If you don't know that there is going to be a message, one way to handle this would probably be to have the master process act as a message queue, basically in an endless receive loop until all tasks have sent an exit signal.
This way, you don't have to worry about mixed send/receive counts between neighbor tasks, and each task can independently poll the master task occasionally to see if there is work, and or a message, for it.
This can get a bit complicated to handle, especially of the message queue and to make sure that when a message is waiting that the two tasks then initiate a short send/receive session, but it would prevent a lot of broadcast / all-to-all traffic, which is notoriously expensive time wise.

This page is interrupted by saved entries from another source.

//! Module specifications
//!
//! A module is a named unit of sources compiled into one artifact. Sources may
//! be conditional on the target platform or on a backend being available
//! there; conditions are evaluated once per target by the assembler.

use crate::capability::{Backend, PlatformCapabilities};
use crate::error::BuildResult;
use crate::target::{Platform, Target};
use render_config::{ConditionalConfig, LibraryConfig, ToolConfig};
use std::path::{Path, PathBuf};

/// Predicate guarding a group of conditional sources
#[derive(Debug, Clone, PartialEq, Eq)]
pub enum Condition {
    /// True when the target is one of these platforms
    Platforms(Vec<Platform>),
    /// True when the target platform compiles this backend
    Backend(Backend),
}

impl Condition {
    pub fn matches(&self, target: &Target, capabilities: &PlatformCapabilities) -> bool {
        match self {
            Self::Platforms(platforms) => platforms.contains(&target.platform()),
            Self::Backend(backend) => capabilities.supports_backend(*backend),
        }
    }

    fn from_config(config: &ConditionalConfig) -> BuildResult<Self> {
        match (&config.platforms, &config.backend) {
            (Some(platforms), _) => Ok(Self::Platforms(
                platforms
                    .iter()
                    .map(|p| p.parse())
                    .collect::<BuildResult<Vec<_>>>()?,
            )),
            (None, Some(backend)) => Ok(Self::Backend(backend.parse()?)),
            // render_config validation rejects entries without a predicate
            (None, None) => Ok(Self::Platforms(Vec::new())),
        }
    }
}

/// Sources included when a condition holds
#[derive(Debug, Clone, PartialEq, Eq)]
pub struct ConditionalSources {
    pub condition: Condition,
    pub sources: Vec<PathBuf>,
}

/// Declarative description of one compiled unit
#[derive(Debug, Clone, PartialEq, Eq)]
pub struct ModuleSpec {
    pub name: String,
    /// Directory sources are relative to
    pub basepath: PathBuf,
    pub base_sources: Vec<PathBuf>,
    pub conditional_sources: Vec<ConditionalSources>,
    pub libs: Vec<String>,
    pub frameworks: Vec<String>,
    /// Libraries linked but not built by this project
    pub dependlibs: Vec<String>,
    pub include_paths: Vec<PathBuf>,
    pub lib_paths: Vec<PathBuf>,
}

impl ModuleSpec {
    /// Create a module with sources relative to `basepath`
    pub fn new(name: impl Into<String>, basepath: impl Into<PathBuf>) -> Self {
        Self {
            name: name.into(),
            basepath: basepath.into(),
            base_sources: Vec::new(),
            conditional_sources: Vec::new(),
            libs: Vec::new(),
            frameworks: Vec::new(),
            dependlibs: Vec::new(),
            include_paths: Vec::new(),
            lib_paths: Vec::new(),
        }
    }

    pub fn with_sources<P: Into<PathBuf>>(mut self, sources: impl IntoIterator<Item = P>) -> Self {
        self.base_sources = sources.into_iter().map(Into::into).collect();
        self
    }

    /// Add a group of sources guarded by `condition`
    pub fn with_conditional<P: Into<PathBuf>>(
        mut self,
        condition: Condition,
        sources: impl IntoIterator<Item = P>,
    ) -> Self {
        self.conditional_sources.push(ConditionalSources {
            condition,
            sources: sources.into_iter().map(Into::into).collect(),
        });
        self
    }

    pub fn with_libs(mut self, libs: Vec<String>) -> Self {
        self.libs = libs;
        self
    }

    pub fn with_frameworks(mut self, frameworks: Vec<String>) -> Self {
        self.frameworks = frameworks;
        self
    }

    pub fn with_dependlibs(mut self, dependlibs: Vec<String>) -> Self {
        self.dependlibs = dependlibs;
        self
    }

    pub fn with_include_paths(mut self, include_paths: Vec<PathBuf>) -> Self {
        self.include_paths = include_paths;
        self
    }

    /// Join a module-relative path under the basepath
    pub fn source_path(&self, source: &Path) -> PathBuf {
        self.basepath.join(source)
    }

    /// Build the library module from its manifest section
    pub fn from_library_config(
        name: &str,
        config: &LibraryConfig,
        dependlibs: &[String],
    ) -> BuildResult<Self> {
        let basepath = config
            .basepath
            .clone()
            .unwrap_or_else(|| PathBuf::from(name));

        let mut module = Self::new(name, basepath)
            .with_sources(config.sources.iter().cloned())
            .with_dependlibs(dependlibs.to_vec())
            .with_include_paths(config.includepaths.clone());

        for conditional in &config.conditional {
            module = module.with_conditional(
                Condition::from_config(conditional)?,
                conditional.sources.iter().cloned(),
            );
        }

        Ok(module)
    }

    /// Build a tool module from its manifest entry
    pub fn from_tool_config(config: &ToolConfig) -> Self {
        let basepath = config
            .basepath
            .clone()
            .unwrap_or_else(|| Path::new("tools").join(&config.name));

        Self::new(config.name.as_str(), basepath)
            .with_sources(config.sources.iter().cloned())
            .with_libs(config.libs.clone())
    }
}
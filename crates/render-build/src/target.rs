//! Target descriptor
//!
//! Identifies the platform a build is configured for and answers capability
//! queries about it. A `Target` is resolved once per configuration run and
//! never mutated afterwards.

use crate::capability::PlatformCapabilities;
use crate::error::{BuildError, BuildResult};
use serde::{Deserialize, Serialize};
use std::fmt;
use std::str::FromStr;

/// Target platform
#[derive(Debug, Clone, Copy, PartialEq, Eq, PartialOrd, Ord, Hash, Serialize, Deserialize)]
#[serde(rename_all = "lowercase")]
pub enum Platform {
    MacOS,
    Ios,
    Android,
    Windows,
    Linux,
    Tizen,
    Pnacl,
}

impl Platform {
    /// All known platforms
    pub const ALL: [Platform; 7] = [
        Self::MacOS,
        Self::Ios,
        Self::Android,
        Self::Windows,
        Self::Linux,
        Self::Tizen,
        Self::Pnacl,
    ];

    /// Canonical lowercase name
    pub fn name(&self) -> &'static str {
        match self {
            Self::MacOS => "macos",
            Self::Ios => "ios",
            Self::Android => "android",
            Self::Windows => "windows",
            Self::Linux => "linux",
            Self::Tizen => "tizen",
            Self::Pnacl => "pnacl",
        }
    }

    /// The platform this process runs on
    pub fn host() -> BuildResult<Self> {
        match std::env::consts::OS {
            "macos" => Ok(Self::MacOS),
            "ios" => Ok(Self::Ios),
            "android" => Ok(Self::Android),
            "windows" => Ok(Self::Windows),
            "linux" => Ok(Self::Linux),
            other => Err(BuildError::UnknownPlatform(other.to_string())),
        }
    }

    /// File name of a static library built for this platform
    pub fn library_filename(&self, name: &str) -> String {
        match self {
            Self::Windows => format!("{}.lib", name),
            _ => format!("lib{}.a", name),
        }
    }

    /// File name of an executable built for this platform
    pub fn binary_filename(&self, name: &str) -> String {
        match self {
            Self::Windows => format!("{}.exe", name),
            Self::Pnacl => format!("{}.pexe", name),
            _ => name.to_string(),
        }
    }
}

impl FromStr for Platform {
    type Err = BuildError;

    fn from_str(s: &str) -> Result<Self, Self::Err> {
        match s.trim().to_lowercase().as_str() {
            "macos" | "macosx" | "osx" => Ok(Self::MacOS),
            "ios" => Ok(Self::Ios),
            "android" => Ok(Self::Android),
            "windows" | "win32" => Ok(Self::Windows),
            "linux" => Ok(Self::Linux),
            "tizen" => Ok(Self::Tizen),
            "pnacl" => Ok(Self::Pnacl),
            _ => Err(BuildError::UnknownPlatform(s.to_string())),
        }
    }
}

impl fmt::Display for Platform {
    fn fmt(&self, f: &mut fmt::Formatter<'_>) -> fmt::Result {
        f.write_str(self.name())
    }
}

/// Resolved build target
#[derive(Debug, Clone, Copy, PartialEq, Eq)]
pub struct Target {
    platform: Platform,
    monolithic_preferred: bool,
}

impl Target {
    /// Resolve a target from its platform capability row and the toolchain preference
    pub fn new(
        platform: Platform,
        capabilities: &PlatformCapabilities,
        toolchain_monolithic: bool,
    ) -> Self {
        Self {
            platform,
            monolithic_preferred: capabilities.monolithic || toolchain_monolithic,
        }
    }

    pub fn platform(&self) -> Platform {
        self.platform
    }

    pub fn is_macos(&self) -> bool {
        self.platform == Platform::MacOS
    }

    pub fn is_ios(&self) -> bool {
        self.platform == Platform::Ios
    }

    pub fn is_android(&self) -> bool {
        self.platform == Platform::Android
    }

    pub fn is_windows(&self) -> bool {
        self.platform == Platform::Windows
    }

    pub fn is_linux(&self) -> bool {
        self.platform == Platform::Linux
    }

    pub fn is_tizen(&self) -> bool {
        self.platform == Platform::Tizen
    }

    pub fn is_pnacl(&self) -> bool {
        self.platform == Platform::Pnacl
    }

    /// Whether tests must be aggregated into one fat binary
    ///
    /// True for platforms that only run a single application, and on any
    /// platform when the toolchain builds a single binary.
    pub fn is_monolithic_preferred(&self) -> bool {
        self.monolithic_preferred
    }
}

impl fmt::Display for Target {
    fn fmt(&self, f: &mut fmt::Formatter<'_>) -> fmt::Result {
        if self.monolithic_preferred {
            write!(f, "{} (monolithic)", self.platform)
        } else {
            write!(f, "{}", self.platform)
        }
    }
}

#[cfg(test)]
mod tests {
    use super::*;
    use crate::capability::CapabilityTable;

    fn target(platform: Platform, toolchain_monolithic: bool) -> Target {
        let table = CapabilityTable::builtin();
        Target::new(platform, table.get(platform), toolchain_monolithic)
    }

    #[test]
    fn test_platform_from_str() {
        assert_eq!("macos".parse::<Platform>().unwrap(), Platform::MacOS);
        assert_eq!("MacOSX".parse::<Platform>().unwrap(), Platform::MacOS);
        assert_eq!("windows".parse::<Platform>().unwrap(), Platform::Windows);
        assert_eq!(" pnacl ".parse::<Platform>().unwrap(), Platform::Pnacl);
    }

    #[test]
    fn test_unknown_platform() {
        match "beos".parse::<Platform>() {
            Err(BuildError::UnknownPlatform(name)) => assert_eq!(name, "beos"),
            other => panic!("Expected UnknownPlatform, got {:?}", other),
        }
    }

    #[test]
    fn test_platform_name_round_trips() {
        for platform in Platform::ALL {
            assert_eq!(platform.name().parse::<Platform>().unwrap(), platform);
        }
    }

    #[test]
    fn test_predicates_are_mutually_exclusive() {
        for platform in Platform::ALL {
            let t = target(platform, false);
            let matches = [
                t.is_macos(),
                t.is_ios(),
                t.is_android(),
                t.is_windows(),
                t.is_linux(),
                t.is_tizen(),
                t.is_pnacl(),
            ];
            assert_eq!(matches.iter().filter(|m| **m).count(), 1, "{}", platform);
        }
    }

    #[test]
    fn test_mobile_targets_prefer_monolithic() {
        assert!(target(Platform::Ios, false).is_monolithic_preferred());
        assert!(target(Platform::Android, false).is_monolithic_preferred());
        assert!(target(Platform::Tizen, false).is_monolithic_preferred());
        assert!(target(Platform::Pnacl, false).is_monolithic_preferred());
        assert!(!target(Platform::Linux, false).is_monolithic_preferred());
        assert!(!target(Platform::MacOS, false).is_monolithic_preferred());
    }

    #[test]
    fn test_toolchain_forces_monolithic_on_desktop() {
        let t = target(Platform::Windows, true);
        assert!(t.is_windows());
        assert!(t.is_monolithic_preferred());
    }

    #[test]
    fn test_output_filenames() {
        assert_eq!(Platform::Windows.library_filename("render"), "render.lib");
        assert_eq!(Platform::Linux.library_filename("render"), "librender.a");
        assert_eq!(Platform::Windows.binary_filename("renderimport"), "renderimport.exe");
        assert_eq!(Platform::MacOS.binary_filename("renderimport"), "renderimport");
    }
}
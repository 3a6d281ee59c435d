pub mod configure;
pub mod plan;
pub mod platforms;

use anyhow::{Context, Result};
use log::debug;
use render_build::{Configurator, Platform};
use render_config::loader::parse_config_list;
use std::path::{Path, PathBuf};

/// Options shared by every command that plans a project
#[derive(Debug, Clone, Default)]
pub struct TargetOptions {
    /// Target platform (defaults to the host)
    pub target: Option<String>,
    /// Force a monolithic test bundle
    pub monolithic: bool,
    /// Comma-separated configuration list
    pub configs: Option<String>,
    /// Configure as part of a parent build
    pub nested: bool,
    /// Project directory (defaults to current directory)
    pub project_dir: Option<PathBuf>,
}

impl TargetOptions {
    /// Absolute project directory, so manifest discovery can walk up past it
    pub fn project_dir(&self) -> Result<PathBuf> {
        absolute_dir(self.project_dir.as_deref())
    }

    /// Load the manifest and apply command-line overrides
    pub fn configurator(&self) -> Result<Configurator> {
        let project_dir = self.project_dir()?;
        let mut configurator = Configurator::new(&project_dir).with_context(|| {
            format!("Failed to load project at {}", project_dir.display())
        })?;

        if let Some(target) = &self.target {
            let platform: Platform = target.parse()?;
            debug!("Target override: {}", platform);
            configurator = configurator.with_platform(platform);
        }
        if self.monolithic {
            debug!("Forcing monolithic test build");
            configurator = configurator.with_monolithic(true);
        }
        if let Some(configs) = &self.configs {
            let configs = parse_config_list(configs);
            if configs.is_empty() {
                anyhow::bail!("--configs needs at least one configuration name");
            }
            debug!("Configuration override: {}", configs.join(", "));
            configurator = configurator.with_configs(configs);
        }

        Ok(configurator.with_nested(self.nested))
    }
}

/// Resolve an optional directory argument against the working directory
pub fn absolute_dir(dir: Option<&Path>) -> Result<PathBuf> {
    let cwd = std::env::current_dir().context("Failed to read the working directory")?;
    Ok(match dir {
        Some(dir) if dir.is_absolute() => dir.to_path_buf(),
        Some(dir) => cwd.join(dir),
        None => cwd,
    })
}
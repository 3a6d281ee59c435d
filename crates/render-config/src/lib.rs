//! Render build configuration
//!
//! Loads the declarative project manifest (`rendergen.toml`) that drives the
//! build planner, including:
//! - The render library module and its per-backend conditional sources
//! - Developer tool binaries
//! - Test cases and their per-platform resource sets
//! - Capability table overrides per platform
//! - SDK hints resolved from the environment
//!
//! # Configuration Hierarchy
//!
//! Configuration is loaded and merged in the following order (later overrides earlier):
//! 1. Project manifest (./rendergen.toml, found by walking up)
//! 2. Environment variables (RENDER_*)
//! 3. CLI flags
//!
//! # Example
//!
//! ```no_run
//! use render_config::ConfigLoader;
//! use std::path::Path;
//!
//! let loader = ConfigLoader::new();
//! let config = loader.load_from_directory(Path::new(".")).unwrap();
//! ```

pub mod env;
pub mod loader;
pub mod project;

use std::path::PathBuf;
use thiserror::Error;

/// Name of the project manifest file
pub const MANIFEST_FILE: &str = "rendergen.toml";

/// Configuration errors
#[derive(Error, Debug)]
pub enum ConfigError {
    #[error("Configuration file not found: {0}")]
    NotFound(PathBuf),

    #[error("Failed to read configuration file: {0}")]
    IoError(#[from] std::io::Error),

    #[error("Invalid TOML syntax in {file}: {error}")]
    TomlParseError {
        file: PathBuf,
        error: toml::de::Error,
    },

    #[error("Missing required field '{field}' in {file}")]
    MissingField { field: String, file: PathBuf },

    #[error("Invalid value for '{field}': {reason}")]
    InvalidValue { field: String, reason: String },
}

/// Result type for configuration operations
pub type ConfigResult<T> = Result<T, ConfigError>;

// Re-export main types
pub use env::{EnvironmentHints, SdkPaths};
pub use loader::{Config, ConfigLoader};
pub use project::{
    ConditionalConfig, LibraryConfig, PlatformOverride, ProjectConfig, ProjectSection,
    ResourceSetConfig, SdkConfig, TestsConfig, ToolConfig, ToolchainConfig,
};
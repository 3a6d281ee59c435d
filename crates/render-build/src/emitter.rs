//! Build graph emission
//!
//! Serializes a validated dependency graph into a `BuildFile`: one rule per
//! artifact in dependency order and one edge per implicit dependency. The
//! same graph always produces byte-identical output.

use crate::artifact::{ArtifactKind, ArtifactRole, ArtifactSpec};
use crate::configure::ConfigureContext;
use crate::error::{BuildError, BuildResult};
use crate::graph::DependencyGraph;
use log::debug;
use serde::{Deserialize, Serialize};
use sha2::{Digest, Sha256};
use std::collections::HashMap;
use std::fmt::Write as _;
use std::io::Write as _;
use std::path::{Path, PathBuf};
use std::str::FromStr;

/// Ninja file providing the `lib`, `bin` and `app` rules for a toolchain
pub const TOOLCHAIN_RULES_FILE: &str = "toolchain.ninja";

/// Emission options
#[derive(Debug, Clone, Copy, Default, PartialEq, Eq)]
pub struct EmitOptions {
    /// Composed into a parent build: only exported libraries are emitted
    pub nested: bool,
}

/// Output format of the build file
#[derive(Debug, Clone, Copy, Default, PartialEq, Eq)]
pub enum OutputFormat {
    #[default]
    Ninja,
    Json,
}

impl OutputFormat {
    /// Default output file name for this format
    pub fn default_file_name(&self) -> &'static str {
        match self {
            Self::Ninja => "build.ninja",
            Self::Json => "build.json",
        }
    }
}

impl FromStr for OutputFormat {
    type Err = BuildError;

    fn from_str(s: &str) -> Result<Self, Self::Err> {
        match s.trim().to_lowercase().as_str() {
            "ninja" => Ok(Self::Ninja),
            "json" => Ok(Self::Json),
            other => Err(BuildError::InvalidManifest(format!(
                "unknown output format '{}'",
                other
            ))),
        }
    }
}

/// One build statement
#[derive(Debug, Clone, PartialEq, Eq, Serialize, Deserialize)]
pub struct BuildRule {
    pub name: String,
    pub kind: ArtifactKind,
    pub role: ArtifactRole,
    /// Output path relative to the build directory
    pub output: PathBuf,
    pub sources: Vec<PathBuf>,
    #[serde(default, skip_serializing_if = "Vec::is_empty")]
    pub resources: Vec<PathBuf>,
    #[serde(default, skip_serializing_if = "Vec::is_empty")]
    pub libs: Vec<String>,
    #[serde(default, skip_serializing_if = "Vec::is_empty")]
    pub frameworks: Vec<String>,
    #[serde(default, skip_serializing_if = "Vec::is_empty")]
    pub include_paths: Vec<PathBuf>,
    #[serde(default, skip_serializing_if = "Vec::is_empty")]
    pub lib_paths: Vec<PathBuf>,
    pub configs: Vec<String>,
    /// Outputs of the artifacts this one depends on
    #[serde(default, skip_serializing_if = "Vec::is_empty")]
    pub implicit: Vec<PathBuf>,
}

/// Implicit dependency edge between two artifacts
#[derive(Debug, Clone, PartialEq, Eq, Serialize, Deserialize)]
pub struct BuildEdge {
    pub from: String,
    pub to: String,
}

/// Emitted build description
#[derive(Debug, Clone, PartialEq, Eq, Serialize, Deserialize)]
pub struct BuildFile {
    pub platform: String,
    pub configs: Vec<String>,
    pub rules: Vec<BuildRule>,
    pub edges: Vec<BuildEdge>,
}

impl BuildFile {
    /// Rule for an artifact
    pub fn rule(&self, name: &str) -> Option<&BuildRule> {
        self.rules.iter().find(|r| r.name == name)
    }

    /// Serialize as pretty-printed JSON
    pub fn to_json(&self) -> BuildResult<String> {
        let mut json = serde_json::to_string_pretty(self)?;
        json.push('\n');
        Ok(json)
    }

    /// Serialize as a Ninja build file
    pub fn to_ninja(&self) -> String {
        let mut out = String::new();
        let _ = writeln!(out, "# Generated by rendergen, do not edit");
        let _ = writeln!(out, "ninja_required_version = 1.3");
        let _ = writeln!(out, "platform = {}", self.platform);
        let _ = writeln!(out, "configs = {}", self.configs.join(" "));
        let _ = writeln!(out, "include {}", TOOLCHAIN_RULES_FILE);

        for rule in &self.rules {
            out.push('\n');
            let _ = write!(
                out,
                "build {}: {}",
                escape_path(&rule.output),
                rule.kind.rule_name()
            );
            for source in &rule.sources {
                let _ = write!(out, " {}", escape_path(source));
            }
            if !rule.implicit.is_empty() {
                out.push_str(" |");
                for dep in &rule.implicit {
                    let _ = write!(out, " {}", escape_path(dep));
                }
            }
            out.push('\n');

            let _ = writeln!(out, "  name = {}", rule.name);
            let _ = writeln!(out, "  role = {}", role_name(rule.role));
            let _ = writeln!(out, "  configs = {}", rule.configs.join(" "));
            write_list(&mut out, "resources", rule.resources.iter().map(|p| escape_path(p)));
            write_list(&mut out, "libs", rule.libs.iter().cloned());
            write_list(&mut out, "frameworks", rule.frameworks.iter().cloned());
            write_list(
                &mut out,
                "includepaths",
                rule.include_paths.iter().map(|p| escape_path(p)),
            );
            write_list(&mut out, "libpaths", rule.lib_paths.iter().map(|p| escape_path(p)));
        }

        out
    }

    /// Render in the given format
    pub fn render(&self, format: OutputFormat) -> BuildResult<String> {
        match format {
            OutputFormat::Ninja => Ok(self.to_ninja()),
            OutputFormat::Json => self.to_json(),
        }
    }

    /// SHA-256 of the Ninja text, hex encoded
    pub fn fingerprint(&self) -> String {
        let digest = Sha256::digest(self.to_ninja().as_bytes());
        digest.iter().map(|b| format!("{:02x}", b)).collect()
    }

    /// Write the build file in `format` to `path`
    ///
    /// Returns `false` when the file already held identical content.
    pub fn write_atomic(&self, path: &Path, format: OutputFormat) -> BuildResult<bool> {
        let contents = self.render(format)?;
        write_atomic(path, contents.as_bytes())
    }
}

/// Replace `path` with `contents` via a temp file in the same directory
///
/// A failed write leaves any existing file untouched. Returns `false` when the
/// existing file already holds `contents`.
pub fn write_atomic(path: &Path, contents: &[u8]) -> BuildResult<bool> {
    if let Ok(existing) = std::fs::read(path) {
        if existing == contents {
            debug!("{} is up to date", path.display());
            return Ok(false);
        }
    }

    let dir = match path.parent() {
        Some(parent) if !parent.as_os_str().is_empty() => parent.to_path_buf(),
        _ => PathBuf::from("."),
    };
    std::fs::create_dir_all(&dir).map_err(|e| BuildError::io(&dir, e))?;

    let mut file = tempfile::NamedTempFile::new_in(&dir).map_err(|e| BuildError::io(&dir, e))?;
    file.write_all(contents)
        .map_err(|e| BuildError::io(file.path(), e))?;
    file.persist(path)
        .map_err(|e| BuildError::io(path, e.error))?;

    debug!("Wrote {}", path.display());
    Ok(true)
}

fn write_list(out: &mut String, key: &str, items: impl Iterator<Item = String>) {
    let items: Vec<String> = items.collect();
    if !items.is_empty() {
        let _ = writeln!(out, "  {} = {}", key, items.join(" "));
    }
}

fn role_name(role: ArtifactRole) -> &'static str {
    match role {
        ArtifactRole::Library => "library",
        ArtifactRole::Tool => "tool",
        ArtifactRole::Test => "test",
    }
}

/// Escape a path for Ninja; separators are always forward slashes
fn escape_path(path: &Path) -> String {
    let text = path.to_string_lossy().replace('\\', "/");
    let mut escaped = String::with_capacity(text.len());
    for c in text.chars() {
        match c {
            '$' => escaped.push_str("$$"),
            ' ' => escaped.push_str("$ "),
            ':' => escaped.push_str("$:"),
            _ => escaped.push(c),
        }
    }
    escaped
}

/// Emits build files for one configuration run
pub struct BuildGraphEmitter<'a> {
    context: &'a ConfigureContext,
    options: EmitOptions,
}

impl<'a> BuildGraphEmitter<'a> {
    pub fn new(context: &'a ConfigureContext, options: EmitOptions) -> Self {
        Self { context, options }
    }

    fn is_emitted(&self, artifact: &ArtifactSpec) -> bool {
        !self.options.nested || artifact.role().is_exported()
    }

    /// Validate and serialize the graph
    pub fn emit(&self, graph: &DependencyGraph) -> BuildResult<BuildFile> {
        let platform = self.context.target.platform();
        let order = graph.topological_order()?;

        let outputs: HashMap<&str, PathBuf> = order
            .iter()
            .map(|a| (a.name(), a.output_path(platform)))
            .collect();

        let mut rules = Vec::new();
        let mut edges = Vec::new();

        for artifact in order.into_iter().filter(|a| self.is_emitted(a)) {
            let common = artifact.common();

            let mut implicit = Vec::with_capacity(common.implicit_deps.len());
            for dep in &common.implicit_deps {
                edges.push(BuildEdge {
                    from: artifact.name().to_string(),
                    to: dep.clone(),
                });
                if let Some(output) = outputs.get(dep.as_str()) {
                    implicit.push(output.clone());
                }
            }

            rules.push(BuildRule {
                name: common.name.clone(),
                kind: artifact.kind(),
                role: common.role,
                output: outputs
                    .get(artifact.name())
                    .cloned()
                    .unwrap_or_else(|| artifact.output_path(platform)),
                sources: common.sources.clone(),
                resources: artifact.resources(),
                libs: common.libs.clone(),
                frameworks: common.frameworks.clone(),
                include_paths: common.include_paths.clone(),
                lib_paths: common.lib_paths.clone(),
                configs: common.configs.iter().map(|c| c.name().to_string()).collect(),
                implicit,
            });
        }

        if self.options.nested {
            debug!(
                "Nested build: emitting {} of {} artifact(s)",
                rules.len(),
                graph.len()
            );
        }

        Ok(BuildFile {
            platform: platform.name().to_string(),
            configs: self.context.toolchain.names(),
            rules,
            edges,
        })
    }
}
pub mod config;
pub mod process;
//! Configuration structures for the extraction pipeline.

use serde::{Deserialize, Serialize};
use std::path::Path;

use crate::error::{KvittoError, Result};

/// Main configuration for kvitto.
#[derive(Debug, Clone, Default, Serialize, Deserialize)]
#[serde(default)]
pub struct KvittoConfig {
    /// PDF reading configuration.
    pub pdf: PdfConfig,

    /// Receipt line repair and segmentation configuration.
    pub receipt: ReceiptConfig,
}

/// PDF reading configuration.
#[derive(Debug, Clone, Serialize, Deserialize)]
#[serde(default)]
pub struct PdfConfig {
    /// Maximum baseline distance (in page units) for two runs to share a row.
    pub row_tolerance: f64,

    /// Maximum pages to process (0 = unlimited).
    pub max_pages: usize,
}

impl Default for PdfConfig {
    fn default() -> Self {
        Self {
            row_tolerance: 1.0,
            max_pages: 0,
        }
    }
}

/// Receipt processing configuration.
#[derive(Debug, Clone, Serialize, Deserialize)]
#[serde(default)]
pub struct ReceiptConfig {
    /// Unit tokens that, when they end a row, mean the total price was
    /// pushed onto the next physical row.
    pub unit_suffixes: Vec<String>,
}

impl Default for ReceiptConfig {
    fn default() -> Self {
        Self {
            unit_suffixes: vec!["st".to_string(), "kg".to_string()],
        }
    }
}

impl KvittoConfig {
    /// Load configuration from a JSON file.
    pub fn from_file(path: &Path) -> Result<Self> {
        let content = std::fs::read_to_string(path)?;
        serde_json::from_str(&content)
            .map_err(|e| KvittoError::Config(format!("{}: {}", path.display(), e)))
    }

    /// Save configuration to a JSON file.
    pub fn save(&self, path: &Path) -> Result<()> {
        let content =
            serde_json::to_string_pretty(self).map_err(|e| KvittoError::Config(e.to_string()))?;
        std::fs::write(path, content)?;
        Ok(())
    }
}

If the master task is largely only handling message status, it should be very low friction interconnect wise.
Basically for Task 0:
while (1){
MPI_recv(args);
if (any task has a message to send){ add it to the master's queue; }
if (any task is waiting to contact the task that is now polling for messages){ tell current task to initiate a Recv wait and signal the master that it is waiting; }
if (any other task is waiting for the current task to send to it){ initiate a send to that task; }
}
Each task:
if (work needs to be sent to a neighbor){ contact master; master adds to queue; }
if (a neighbor wants to send work){ enter receive loop ; }
if (a neighbor is ready to receive work according to the master){ send work to it; }
Or:
Task 3 has work for Task 8.
Task 3 contacts Master, and says so.
Task 3 continues its business.
Task 8 contacts Master, and sees it has work from Task 3 pending.
Task 8 enters a receive.
Task 3 (at some polling interval) again contacts master to check on work, and sees there is a task awaiting work.
Task 3 initiates a send.
Task 3 initiates a send for any remaining tasks waiting on work.
Program continues.
Now, this has plenty of its own caveats. Whether or not it is efficient depends on how frequently messages are passed between tasks, and how long a given task sits in wait for its neighbor to send.
And in the end, this may not be better than a simply Alltoall(). And it's entirely possible that this solution is downright terrible.